Our expertise include: environmental impact assessment; cost-benefit; optimisation; water and carbon footprinting; lifecycle assessment; uncertainty; metrics and benchmarking; materials flow analysis.
The relationships between built infrastructure and the natural environment are a significant part of our research including assessing and monitoring environmental impacts, mitigation techniques to deal with current and past contamination of the environment and new approaches to minimise future negative impacts of human development on the environment.
Particular areas include: bioremediation of contaminated land and groundwater; urban air pollution and traffic flows; recovery of energy, materials and nutrients from waste streams; flood risk modelling.
We have a long standing reputation for our research in engineering project management, and work closely with engineering companies and government at a national and international level. Our research ranges from the fundamental approaches to application supporting live engineering construction projects, government policies and infrastructure investment planning. This includes the development of the Project Initiation Routemap, a process for optimising the delivery environment for major projects that has been applied on major national programmes including Crossrail, HS2, London Underground and Thames Tidway Tunnel.

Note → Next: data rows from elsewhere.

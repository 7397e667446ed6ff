//! Execution-plan graph interfaces and a file-backed implementation.
//!
//! The visualizer does not depend on the engine's plan type. It consumes two
//! narrow read-only views: a node source (count, name by index) and an edge
//! source (dependents by index with the pipeline-breaker flag). The engine's
//! plan implements them directly; [`PlanGraph`] is the standalone
//! implementation used by the offline render tool and by synthetic test
//! graphs, loaded from a small JSON description:
//!
//! ```json
//! {
//!   "nodes": ["TableScan", "HashJoin"],
//!   "edges": [{ "src": 0, "dst": 1, "pipeline_breaker": false }]
//! }
//! ```

use std::path::Path;

use serde::Deserialize;

use crate::domain::PlanError;

/// One dependency edge endpoint as seen from its source node.
#[derive(Debug, Clone, Copy, PartialEq, Eq)]
pub struct Dependent {
    /// Index of the dependent (downstream) node.
    pub index: usize,
    /// Whether the dependent must wait for full materialization upstream.
    pub is_pipeline_breaker: bool,
}

/// Read-only view of the plan's nodes.
pub trait NodeSource {
    fn node_count(&self) -> usize;
    fn node_name(&self, index: usize) -> &str;
}

/// Read-only view of the plan's dependency edges.
pub trait EdgeSource {
    /// Dependents of `index`, i.e. edges `index -> dependent`.
    fn dependents(&self, index: usize) -> &[Dependent];
}

#[derive(Debug, Deserialize)]
struct PlanFileEdge {
    src: usize,
    dst: usize,
    #[serde(default)]
    pipeline_breaker: bool,
}

#[derive(Debug, Deserialize)]
struct PlanFile {
    nodes: Vec<String>,
    #[serde(default)]
    edges: Vec<PlanFileEdge>,
}

/// An execution-plan DAG decoupled from the engine.
#[derive(Debug, Clone, Default)]
pub struct PlanGraph {
    names: Vec<String>,
    dependents: Vec<Vec<Dependent>>,
}

impl PlanGraph {
    /// A graph with the given node names and no edges.
    #[must_use]
    pub fn new(names: Vec<String>) -> Self {
        let dependents = vec![Vec::new(); names.len()];
        Self { names, dependents }
    }

    /// Add the dependency edge `src -> dst`.
    ///
    /// # Errors
    ///
    /// [`PlanError::EdgeOutOfRange`] when either endpoint is not a node.
    pub fn add_edge(
        &mut self,
        src: usize,
        dst: usize,
        is_pipeline_breaker: bool,
    ) -> Result<(), PlanError> {
        let node_count = self.names.len();
        if src >= node_count || dst >= node_count {
            return Err(PlanError::EdgeOutOfRange { src, dst, node_count });
        }
        self.dependents[src].push(Dependent { index: dst, is_pipeline_breaker });
        Ok(())
    }

    /// Parse a plan description from its JSON text.
    ///
    /// # Errors
    ///
    /// [`PlanError::Json`] on malformed JSON, [`PlanError::EdgeOutOfRange`]
    /// on edges referencing missing nodes.
    pub fn from_json(text: &str) -> Result<Self, PlanError> {
        let file: PlanFile = serde_json::from_str(text)?;
        let mut graph = Self::new(file.nodes);
        for edge in file.edges {
            graph.add_edge(edge.src, edge.dst, edge.pipeline_breaker)?;
        }
        Ok(graph)
    }

    /// Load a plan description file.
    ///
    /// # Errors
    ///
    /// [`PlanError::Io`] on read failure, otherwise as [`Self::from_json`].
    pub fn from_file(path: impl AsRef<Path>) -> Result<Self, PlanError> {
        let text = std::fs::read_to_string(path)?;
        Self::from_json(&text)
    }
}

impl NodeSource for PlanGraph {
    fn node_count(&self) -> usize {
        self.names.len()
    }

    fn node_name(&self, index: usize) -> &str {
        &self.names[index]
    }
}

impl EdgeSource for PlanGraph {
    fn dependents(&self, index: usize) -> &[Dependent] {
        &self.dependents[index]
    }
}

Our research areas include: decision making; energy infrastructure; risk; MEGA projects; transport; corruption; asset management; construction management.
Numerical modelling is a significant research strength, with application across a diverse range of areas including structural performance of buildings, flood risk analysis, ventilation and indoor air quality, carbon capture and storage and geo-thermal and geo-environmental engineering. Our interests include both development of numerical modelling methods and software as well as application to civil and environmental engineering problems.
Our expertise include: computational fluid dynamics; structural analysis; optimisation; stochastic modelling; fluid structure interaction; discrete element modelling; river models.
Monitoring and sensing
We have expertise in the application of monitoring and sensing in full scale applications across a range of areas including structural performance, energy, environmental pollution and air quality. By combining with modelling and laboratory data we are able to bring new insight into the performance and impact of infrastructure and its future sustainability and resilience.
Specific capabilities include: indoor air quality; bioaerosol sampling; structural health monitoring; LIDAR; sensor development; infrastructure robotics.